To keep prices moving ever higher, traders needed -- and frequently got – a steady stream of bad news. "It was like you needed a fifth of booze a day to keep the buzz going," says Peter Beutel of Cameron Hanover, a Connecticut energy consulting firm.

But prices began falling a month ago when it became clear hurricane season wouldn't be anything like last year. Oil traders have come to sense, too, that all the saber rattling over Iran was dissipating. "We got everyone leaning the wrong way," Beutel said.

(In fact, a big hedge fund was forced to tell its investors this week that it would be taking a huge loss because it bet the wrong way on natural gas.)

Result: The spot price of crude oil closed at $63.23 a barrel in New York on Thursday, down nearly 18% from a peak of $77.03 a barrel on July 14. Crude rallied slightly on Friday and Monday.

AAA says the national average price of gasoline is $2.495 a gallon, down nearly 17% from peaks in August, and there are some communities in Missouri where it has fallen under $2 a gallon. Prices should moderate further in the coming weeks because the summer driving season is over.

The oil price break has forced everyone in the energy business to take a hard look at how much lower prices could fall. A lot lower, says Philip Verleger, a noted energy consultant who was a lone voice several years ago in warning that oil prices would soar. Indeed, he told McClatchy Newspapers last week, "All the hurricane flags are flying" in oil markets.

If everything falls into place, crude could drop perhaps even to $15 a barrel, Verleger says. And then, he says, you would see gasoline at $1.15. Here's how that could occur.

Oil and gasoline inventories continue to grow. They've been building up all over the world as users and refiners have scrambled to ensure enough supply in case, say, the Strait of Hormuz in the Persian Gulf is shut down. Tankers from Iran, Saudi Arabia, Kuwait, Iraq and Gulf oil producing countries must pass through the strait to bring crude oil to the rest of the world.

The weather cooperates. On top of a hurricane with few threats to the oil and gas fields in the Gulf of Mexico, weather cooperation means a warm winter like the winter of 2005-2006. That would drop demand for heating oil, a key heating source especially on the East Coast and in Europe. And that would create excess supplies of crude that refiners could use to make gasoline.

Tensions in the Middle East continue to ease. This assumes conflicts between Israel and Hezbollah in Lebanon tail off and that Iran and the rest of the world come to an agreement over Iran's nuclear program. (Admittedly, the latter is a reason why the scenario could fall apart.)

Drivers take the bus. There is anecdotal evidence that U.S. drivers are finding other ways to get around with gas prices above $3. The big question is if they will they climb back behind the wheel as prices drop.​
Those four pieces are just the start.
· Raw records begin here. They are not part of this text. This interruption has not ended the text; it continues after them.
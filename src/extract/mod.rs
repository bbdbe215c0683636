//! Field extraction over rendered detail pages
//!
//! Each field is pulled through an ordered fallback chain: a priority list
//! of strategies sharing one validity check. The first candidate that
//! passes wins; a selector that matches nothing is "no candidate", never
//! an error, so a markup change degrades a field instead of aborting the
//! traversal.

pub mod address;
pub mod coordinates;
pub mod description;
pub mod identifier;

pub use address::extract_address;
pub use coordinates::extract_coordinates;
pub use description::extract_description;
pub use identifier::extract_identifier;

use scraper::{ElementRef, Html, Selector};

/// Whitespace-normalized text content of an element
pub(crate) fn element_text(element: &ElementRef) -> String {
    element
        .text()
        .collect::<String>()
        .split_whitespace()
        .collect::<Vec<_>>()
        .join(" ")
}

/// Text of the first element matching `selector`, if any
pub(crate) fn first_text(doc: &Html, selector: &str) -> Option<String> {
    let sel = Selector::parse(selector).ok()?;
    let element = doc.select(&sel).next()?;
    let text = element_text(&element);
    if text.is_empty() {
        None
    } else {
        Some(text)
    }
}

/// Walk a selector chain in priority order and return the first candidate
/// passing the shared validity check
pub(crate) fn first_valid<F>(doc: &Html, chain: &[&str], valid: F) -> Option<String>
where
    F: Fn(&str) -> bool,
{
    chain
        .iter()
        .find_map(|selector| first_text(doc, selector).filter(|text| valid(text)))
}

/// Texts of all elements matching `selector`, in document order
pub(crate) fn all_texts(doc: &Html, selector: &str) -> Vec<String> {
    match Selector::parse(selector) {
        Ok(sel) => doc
            .select(&sel)
            .map(|element| element_text(&element))
            .filter(|text| !text.is_empty())
            .collect(),
        Err(_) => Vec::new(),
    }
}
use axum::{
    http::StatusCode,
    response::{IntoResponse, Json, Response},
};
use serde::Serialize;
use serde_json::json;

/// Wrapper for API responses that puts the payload under a `data` key
#[derive(Debug)]
pub struct ApiResponse<T: Serialize> {
    pub data: T,
    pub status_code: Option<StatusCode>,
}

impl<T: Serialize> ApiResponse<T> {
    /// Create a successful API response with default 200 status
    pub fn success(data: T) -> Self {
        Self {
            data,
            status_code: None,
        }
    }

    /// Create a 201 Created response
    pub fn created(data: T) -> Self {
        Self {
            data,
            status_code: Some(StatusCode::CREATED),
        }
    }
}

impl<T: Serialize> IntoResponse for ApiResponse<T> {
    fn into_response(self) -> Response {
        let status = self.status_code.unwrap_or(StatusCode::OK);

        let data_value = match serde_json::to_value(&self.data) {
            Ok(value) => value,
            Err(e) => {
                tracing::error!("Failed to serialize response data: {}", e);
                return (
                    StatusCode::INTERNAL_SERVER_ERROR,
                    Json(json!({ "error": "Failed to serialize response data" })),
                )
                    .into_response();
            }
        };

        (status, Json(json!({ "data": data_value }))).into_response()
    }
}

pub type ApiResult<T> = Result<ApiResponse<T>, crate::error::ApiError>;
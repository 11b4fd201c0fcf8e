use anyhow::Context;
use clap::{Parser, Subcommand};

use crate::api::openapi;
use crate::config::AppConfig;
use crate::database::{init_store, StoreStatus};
use crate::router::{app, product_routes};
use crate::state::AppState;

#[derive(Parser)]
#[command(name = "product-api")]
#[command(about = "Products REST API server")]
#[command(version)]
pub struct Cli {
    #[command(subcommand)]
    pub command: Option<Commands>,
}

#[derive(Subcommand)]
pub enum Commands {
    #[command(about = "Run the HTTP server (default)")]
    Serve {
        #[arg(long, help = "Address to bind, overrides PRODUCT_API_HOST")]
        host: Option<String>,

        #[arg(long, help = "Port to bind, overrides PRODUCT_API_PORT")]
        port: Option<u16>,
    },

    #[command(about = "Create the products table if it does not exist")]
    Migrate,

    #[command(about = "Print the OpenAPI document")]
    Openapi {
        #[arg(long, help = "Emit YAML instead of JSON")]
        yaml: bool,
    },
}

pub async fn run(cli: Cli) -> anyhow::Result<()> {
    let config = AppConfig::from_env();

    match cli.command.unwrap_or(Commands::Serve { host: None, port: None }) {
        Commands::Serve { host, port } => serve(config, host, port).await,
        Commands::Migrate => migrate(config).await,
        Commands::Openapi { yaml } => {
            let spec = openapi::build_spec(&product_routes());
            let rendered = if yaml {
                openapi::to_yaml(&spec)?
            } else {
                serde_json::to_string_pretty(&spec)?
            };
            println!("{}", rendered);
            Ok(())
        }
    }
}

async fn serve(mut config: AppConfig, host: Option<String>, port: Option<u16>) -> anyhow::Result<()> {
    if let Some(host) = host {
        config.server.host = host;
    }
    if let Some(port) = port {
        config.server.port = port;
    }

    tracing::info!("Starting Products API in {:?} mode", config.environment);

    let store = init_store(&config.database)
        .await
        .context("invalid database configuration")?;
    if let StoreStatus::Degraded(reason) = &store.status {
        tracing::warn!("Serving with a degraded store: {}", reason);
    }

    let bind_addr = format!("{}:{}", config.server.host, config.server.port);
    let router = app(AppState::new(store, config));

    let listener = tokio::net::TcpListener::bind(&bind_addr)
        .await
        .with_context(|| format!("failed to bind {}", bind_addr))?;

    tracing::info!("Products API listening on http://{}", bind_addr);

    axum::serve(listener, router)
        .with_graceful_shutdown(shutdown_signal())
        .await
        .context("server error")?;

    tracing::info!("Server stopped");
    Ok(())
}

async fn migrate(mut config: AppConfig) -> anyhow::Result<()> {
    config.database.sync_schema = true;

    let store = init_store(&config.database)
        .await
        .context("invalid database configuration")?;

    match store.status {
        StoreStatus::Ready => {
            println!("products table is up to date");
            Ok(())
        }
        StoreStatus::Degraded(reason) => anyhow::bail!("migration failed: {}", reason),
    }
}

async fn shutdown_signal() {
    if let Err(e) = tokio::signal::ctrl_c().await {
        tracing::error!("Failed to listen for shutdown signal: {}", e);
        // Without a signal handler, keep serving until the process is killed
        std::future::pending::<()>().await;
    }
    tracing::info!("Shutdown signal received");
}
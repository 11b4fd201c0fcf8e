pub mod memory;
pub mod models;
pub mod postgres;
pub mod repository;
pub mod store;

pub use memory::MemoryProductRepository;
pub use models::product::{NewProduct, Product, ProductFields, NAME_MAX_CHARS};
pub use postgres::PgProductRepository;
pub use repository::{ProductOrder, ProductRepository, SortDirection};
pub use store::{bootstrap, init_store, DatabaseError, Store, StoreStatus, CONNECT_FAILURE_MESSAGE};
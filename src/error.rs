// HTTP API Error Types
use axum::{http::StatusCode, response::IntoResponse, Json};
use serde_json::{json, Value};

use crate::database::DatabaseError;
use crate::validation::{FieldViolation, Location};

/// HTTP API error with appropriate status codes and client-friendly messages
#[derive(Debug)]
pub enum ApiError {
    // 400 Bad Request
    Validation(Vec<FieldViolation>),

    // 404 Not Found
    NotFound(String),

    // 500 Internal Server Error
    Internal(String),

    // 503 Service Unavailable
    ServiceUnavailable(String),
}

impl ApiError {
    /// Get HTTP status code
    pub fn status_code(&self) -> u16 {
        match self {
            ApiError::Validation(_) => 400,
            ApiError::NotFound(_) => 404,
            ApiError::Internal(_) => 500,
            ApiError::ServiceUnavailable(_) => 503,
        }
    }

    /// Convert to JSON response body
    pub fn to_json(&self) -> Value {
        match self {
            ApiError::Validation(errors) => json!({ "errors": errors }),
            ApiError::NotFound(msg) | ApiError::Internal(msg) | ApiError::ServiceUnavailable(msg) => {
                json!({ "error": msg })
            }
        }
    }
}

impl ApiError {
    pub fn not_found(message: impl Into<String>) -> Self {
        ApiError::NotFound(message.into())
    }

    pub fn internal(message: impl Into<String>) -> Self {
        ApiError::Internal(message.into())
    }

    pub fn service_unavailable(message: impl Into<String>) -> Self {
        ApiError::ServiceUnavailable(message.into())
    }

    /// A single violation on the request body as a whole
    pub fn malformed_body(message: impl Into<String>) -> Self {
        ApiError::Validation(vec![FieldViolation::new("body", Location::Body, message)])
    }
}

impl From<DatabaseError> for ApiError {
    fn from(err: DatabaseError) -> Self {
        match err {
            DatabaseError::Unavailable(msg) => {
                tracing::error!("Database unavailable: {}", msg);
                ApiError::service_unavailable("Database temporarily unavailable")
            }
            DatabaseError::Sqlx(sqlx_err) if is_connection_error(&sqlx_err) => {
                tracing::error!("Database connection error: {}", sqlx_err);
                ApiError::service_unavailable("Database temporarily unavailable")
            }
            DatabaseError::Sqlx(sqlx_err) => {
                // Log the real error but return generic message
                tracing::error!("SQLx error: {}", sqlx_err);
                ApiError::internal("Database error occurred")
            }
            other => {
                tracing::error!("Database error: {}", other);
                ApiError::internal("An error occurred while processing your request")
            }
        }
    }
}

fn is_connection_error(err: &sqlx::Error) -> bool {
    matches!(
        err,
        sqlx::Error::Io(_) | sqlx::Error::PoolTimedOut | sqlx::Error::PoolClosed | sqlx::Error::Tls(_)
    )
}

// Standard error trait implementations
impl std::fmt::Display for ApiError {
    fn fmt(&self, f: &mut std::fmt::Formatter<'_>) -> std::fmt::Result {
        match self {
            ApiError::Validation(errors) => write!(f, "{} validation error(s)", errors.len()),
            ApiError::NotFound(msg) | ApiError::Internal(msg) | ApiError::ServiceUnavailable(msg) => {
                write!(f, "{}", msg)
            }
        }
    }
}

impl std::error::Error for ApiError {}

// Automatic HTTP response conversion for Axum
impl IntoResponse for ApiError {
    fn into_response(self) -> axum::response::Response {
        let status = StatusCode::from_u16(self.status_code()).unwrap_or(StatusCode::INTERNAL_SERVER_ERROR);
        (status, Json(self.to_json())).into_response()
    }
}

#[cfg(test)]
mod tests {
    use super::*;

    #[test]
    fn validation_errors_render_as_a_list() {
        let err = ApiError::Validation(vec![
            FieldViolation::new("name", Location::Body, "Product name must not be empty"),
            FieldViolation::new("price", Location::Body, "Invalid price value"),
        ]);

        assert_eq!(err.status_code(), 400);
        assert_eq!(
            err.to_json(),
            json!({
                "errors": [
                    { "field": "name", "location": "body", "message": "Product name must not be empty" },
                    { "field": "price", "location": "body", "message": "Invalid price value" }
                ]
            })
        );
    }

    #[test]
    fn not_found_renders_error_key() {
        let err = ApiError::not_found("Product not found");
        assert_eq!(err.status_code(), 404);
        assert_eq!(err.to_json(), json!({ "error": "Product not found" }));
    }

    #[test]
    fn database_errors_hide_details() {
        let err: ApiError = DatabaseError::Sqlx(sqlx::Error::RowNotFound).into();
        assert_eq!(err.status_code(), 500);
        assert_eq!(err.to_json(), json!({ "error": "Database error occurred" }));

        let err: ApiError = DatabaseError::Sqlx(sqlx::Error::PoolTimedOut).into();
        assert_eq!(err.status_code(), 503);

        let err: ApiError = DatabaseError::Unavailable("connection refused".into()).into();
        assert_eq!(err.status_code(), 503);
    }
}
use async_trait::async_trait;
use chrono::Utc;
use std::collections::BTreeMap;
use tokio::sync::RwLock;

use crate::database::models::product::{NewProduct, Product, ProductFields};
use crate::database::repository::{ProductOrder, ProductRepository, SortDirection};
use crate::database::store::DatabaseError;

#[derive(Default)]
struct MemoryTable {
    last_id: i64,
    rows: BTreeMap<i64, Product>,
}

/// Process-local product table. Ids are never reused, even after deletes.
#[derive(Default)]
pub struct MemoryProductRepository {
    table: RwLock<MemoryTable>,
}

impl MemoryProductRepository {
    pub fn new() -> Self {
        Self::default()
    }
}

#[async_trait]
impl ProductRepository for MemoryProductRepository {
    async fn authenticate(&self) -> Result<(), DatabaseError> {
        Ok(())
    }

    async fn sync_schema(&self) -> Result<(), DatabaseError> {
        Ok(())
    }

    async fn list_all(&self, order: ProductOrder) -> Result<Vec<Product>, DatabaseError> {
        let table = self.table.read().await;
        // rows are keyed by id
        let products = table.rows.values().cloned();
        Ok(match order.sort {
            SortDirection::Asc => products.collect(),
            SortDirection::Desc => products.rev().collect(),
        })
    }

    async fn get_by_id(&self, id: i64) -> Result<Option<Product>, DatabaseError> {
        Ok(self.table.read().await.rows.get(&id).cloned())
    }

    async fn insert(&self, fields: NewProduct) -> Result<Product, DatabaseError> {
        let mut table = self.table.write().await;
        table.last_id += 1;

        let now = Utc::now();
        let product = Product {
            id: table.last_id,
            name: fields.name,
            price: fields.price,
            availability: true,
            created_at: now,
            updated_at: now,
        };
        table.rows.insert(product.id, product.clone());
        Ok(product)
    }

    async fn replace(&self, id: i64, fields: ProductFields) -> Result<Option<Product>, DatabaseError> {
        let mut table = self.table.write().await;
        Ok(table.rows.get_mut(&id).map(|product| {
            product.name = fields.name;
            product.price = fields.price;
            product.availability = fields.availability;
            product.updated_at = Utc::now();
            product.clone()
        }))
    }

    async fn patch_availability(&self, id: i64) -> Result<Option<Product>, DatabaseError> {
        let mut table = self.table.write().await;
        Ok(table.rows.get_mut(&id).map(|product| {
            product.availability = !product.availability;
            product.updated_at = Utc::now();
            product.clone()
        }))
    }

    async fn remove(&self, id: i64) -> Result<Option<Product>, DatabaseError> {
        Ok(self.table.write().await.rows.remove(&id))
    }
}
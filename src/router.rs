use axum::{
    extract::DefaultBodyLimit,
    http::{header, HeaderValue, Method},
    middleware::from_fn_with_state,
    routing::{delete, get, patch, post, put, MethodRouter},
    Router,
};
use tower::ServiceBuilder;
use tower_http::{
    cors::{AllowOrigin, CorsLayer},
    trace::TraceLayer,
};

use crate::api;
use crate::config::SecurityConfig;
use crate::database::NAME_MAX_CHARS;
use crate::handlers;
use crate::middleware::{validate_request, RouteGate};
use crate::state::AppState;
use crate::validation::{FieldRules, RuleSet};

pub const PRODUCTS_PATH: &str = "/api/products";
pub const PRODUCT_PATH: &str = "/api/products/:id";

#[derive(Debug, Clone, Copy, PartialEq, Eq)]
pub enum Operation {
    List,
    Get,
    Create,
    Replace,
    ToggleAvailability,
    Delete,
}

impl Operation {
    pub fn method(self) -> Method {
        match self {
            Operation::List | Operation::Get => Method::GET,
            Operation::Create => Method::POST,
            Operation::Replace => Method::PUT,
            Operation::ToggleAvailability => Method::PATCH,
            Operation::Delete => Method::DELETE,
        }
    }

    fn endpoint(self) -> MethodRouter<AppState> {
        match self {
            Operation::List => get(handlers::list_products),
            Operation::Get => get(handlers::get_product),
            Operation::Create => post(handlers::create_product),
            Operation::Replace => put(handlers::replace_product),
            Operation::ToggleAvailability => patch(handlers::toggle_availability),
            Operation::Delete => delete(handlers::delete_product),
        }
    }
}

#[derive(Debug, Clone)]
pub struct DocumentedResponse {
    pub status: u16,
    pub description: &'static str,
}

/// One product endpoint: where it lives, what it validates, what it answers.
/// Both the router and the API docs are built from these.
#[derive(Debug, Clone)]
pub struct RouteDecl {
    pub path: &'static str,
    pub operation: Operation,
    pub summary: &'static str,
    pub description: &'static str,
    pub rules: RuleSet,
    pub responses: Vec<DocumentedResponse>,
}

fn response(status: u16, description: &'static str) -> DocumentedResponse {
    DocumentedResponse { status, description }
}

fn id_param() -> FieldRules {
    FieldRules::param("id").is_int("Invalid ID")
}

fn name_field() -> FieldRules {
    FieldRules::body("name")
        .not_empty("Product name must not be empty")
        .max_length(NAME_MAX_CHARS, "Product name must be at most 100 characters")
}

fn price_field() -> FieldRules {
    FieldRules::body("price")
        .is_numeric("Invalid price value")
        .not_empty("Product price must not be empty")
        .positive("Product price must be greater than zero")
}

fn availability_field() -> FieldRules {
    FieldRules::body("availability").is_boolean("Invalid availability value")
}

pub fn product_routes() -> Vec<RouteDecl> {
    vec![
        RouteDecl {
            path: PRODUCTS_PATH,
            operation: Operation::List,
            summary: "Get a list of products",
            description: "Return every product, most recently created first",
            rules: RuleSet::new(),
            responses: vec![response(200, "Successful response")],
        },
        RouteDecl {
            path: PRODUCT_PATH,
            operation: Operation::Get,
            summary: "Get a product by ID",
            description: "Return a product based on its unique ID",
            rules: RuleSet::new().field(id_param()),
            responses: vec![
                response(200, "Successful response"),
                response(400, "Bad Request - Invalid ID"),
                response(404, "Not found"),
            ],
        },
        RouteDecl {
            path: PRODUCTS_PATH,
            operation: Operation::Create,
            summary: "Creates a new product",
            description: "Returns a new record in the database",
            rules: RuleSet::new().field(name_field()).field(price_field()),
            responses: vec![
                response(201, "Product created successfully"),
                response(400, "Bad Request - invalid input data"),
            ],
        },
        RouteDecl {
            path: PRODUCT_PATH,
            operation: Operation::Replace,
            summary: "Updates a product with user input",
            description: "Returns the updated product",
            rules: RuleSet::new()
                .field(id_param())
                .field(name_field())
                .field(price_field())
                .field(availability_field()),
            responses: vec![
                response(200, "Successful response"),
                response(400, "Bad Request - Invalid ID or invalid input data"),
                response(404, "Product Not Found"),
            ],
        },
        RouteDecl {
            path: PRODUCT_PATH,
            operation: Operation::ToggleAvailability,
            summary: "Update product availability",
            description: "Flips the availability of the product and returns it",
            rules: RuleSet::new().field(id_param()),
            responses: vec![
                response(200, "Successful response"),
                response(400, "Bad Request - Invalid ID"),
                response(404, "Product Not Found"),
            ],
        },
        RouteDecl {
            path: PRODUCT_PATH,
            operation: Operation::Delete,
            summary: "Delete the product by a given ID",
            description: "Returns a confirmation message",
            rules: RuleSet::new().field(id_param()),
            responses: vec![
                response(200, "Successful response"),
                response(400, "Bad Request - Invalid ID"),
                response(404, "Product Not Found"),
            ],
        },
    ]
}

pub fn app(state: AppState) -> Router {
    let body_limit = state.config.server.max_request_size_bytes;

    let mut router = Router::new().route("/health", get(handlers::health::health));

    for decl in product_routes() {
        let mut endpoint = decl.operation.endpoint();
        // [rules..., gate] run after routing, so path params are available
        if !decl.rules.is_empty() {
            endpoint = endpoint.route_layer(from_fn_with_state(
                RouteGate::new(decl.rules, body_limit),
                validate_request,
            ));
        }
        router = router.route(decl.path, endpoint);
    }

    if state.config.docs.enabled {
        router = router.merge(api::openapi::docs_routes(&state.config.docs, &product_routes()));
    }

    router
        .layer(
            ServiceBuilder::new()
                .layer(TraceLayer::new_for_http())
                .layer(cors_layer(&state.config.security))
                .layer(DefaultBodyLimit::max(body_limit)),
        )
        .with_state(state)
}

fn cors_layer(security: &SecurityConfig) -> CorsLayer {
    let layer = CorsLayer::new()
        .allow_methods([Method::GET, Method::POST, Method::PUT, Method::PATCH, Method::DELETE])
        .allow_headers([header::CONTENT_TYPE]);

    match security.cors_origin.as_deref() {
        Some(origin) => match HeaderValue::from_str(origin) {
            Ok(value) => layer.allow_origin(AllowOrigin::exact(value)),
            Err(_) => {
                tracing::warn!("Ignoring invalid CORS origin {:?}; no origin will be allowed", origin);
                layer
            }
        },
        None => layer,
    }
}
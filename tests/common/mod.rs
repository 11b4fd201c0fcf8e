#![allow(dead_code)]

use std::sync::Arc;

use anyhow::{Context, Result};
use product_api::config::{AppConfig, Environment, StoreBackend};
use product_api::database::{MemoryProductRepository, Store};
use product_api::router::app;
use product_api::state::AppState;

pub struct TestServer {
    pub port: u16,
    pub base_url: String,
}

impl TestServer {
    pub fn url(&self, path: &str) -> String {
        format!("{}{}", self.base_url, path)
    }
}

pub fn test_config() -> AppConfig {
    let mut config = AppConfig::for_environment(Environment::Development);
    config.database.backend = StoreBackend::Memory;
    config.security.cors_origin = Some("http://frontend.test".to_string());
    config
}

/// Router over a fresh in-memory store, for `oneshot` tests
pub fn test_router() -> axum::Router {
    let store = Store::ready(Arc::new(MemoryProductRepository::new()));
    app(AppState::new(store, test_config()))
}

/// Serve a fresh in-memory app on an unused port. Each call gets its own store.
pub async fn spawn_server() -> Result<TestServer> {
    let port = portpicker::pick_unused_port().context("failed to pick free port")?;
    let base_url = format!("http://127.0.0.1:{}", port);

    let listener = tokio::net::TcpListener::bind(("127.0.0.1", port))
        .await
        .with_context(|| format!("failed to bind {}", base_url))?;

    let router = test_router();
    tokio::spawn(async move {
        if let Err(e) = axum::serve(listener, router).await {
            eprintln!("test server stopped: {}", e);
        }
    });

    Ok(TestServer { port, base_url })
}
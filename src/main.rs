use clap::Parser;
use product_api::cli::Cli;
use tracing_subscriber::EnvFilter;

#[tokio::main]
async fn main() -> anyhow::Result<()> {
    // Load .env if present so cargo run picks up DATABASE_URL, FRONTEND_URL, etc.
    let _ = dotenvy::dotenv();

    tracing_subscriber::fmt()
        .with_env_filter(
            EnvFilter::try_from_default_env()
                .unwrap_or_else(|_| EnvFilter::new("product_api=info,tower_http=info")),
        )
        .init();

    let cli = Cli::parse();
    product_api::cli::run(cli).await
}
Beutel thinks two more catalysts are starting to emerge.

1. At current prices, Beutel says, "you can drill a lot of dry holes before you give up on a field." And so, drawn by the potentially huge profits, energy companies are finally starting to make plans to drill for more oil.

Example: the Jack 2 field in the Gulf of Mexico now being developed by Chevron (CVX, news, msgs), Devon Energy (DVN, news, msgs) and Norway's Statoil (STO, news, msgs). While the field is 7,000 feet under water and another 20,000 feet under the ocean floor, it's also huge. One report suggested it could boost current U.S. reserves by 50%.

Cambridge Energy Research Associates says some 360 additional drilling projects are now under way and global supplies could grow by some 25% by 2015.

2. Beutel thinks buyers are already demanding more fuel-efficient vehicles. "They're not buying SUVs," he says.

Not now anyway. But don’t write the Hummer’s obituary just yet. Beutel thinks that, at some point, prices will drop so low that Americans will get complacent and start driving big gas-guzzlers again. And the cycle will turn.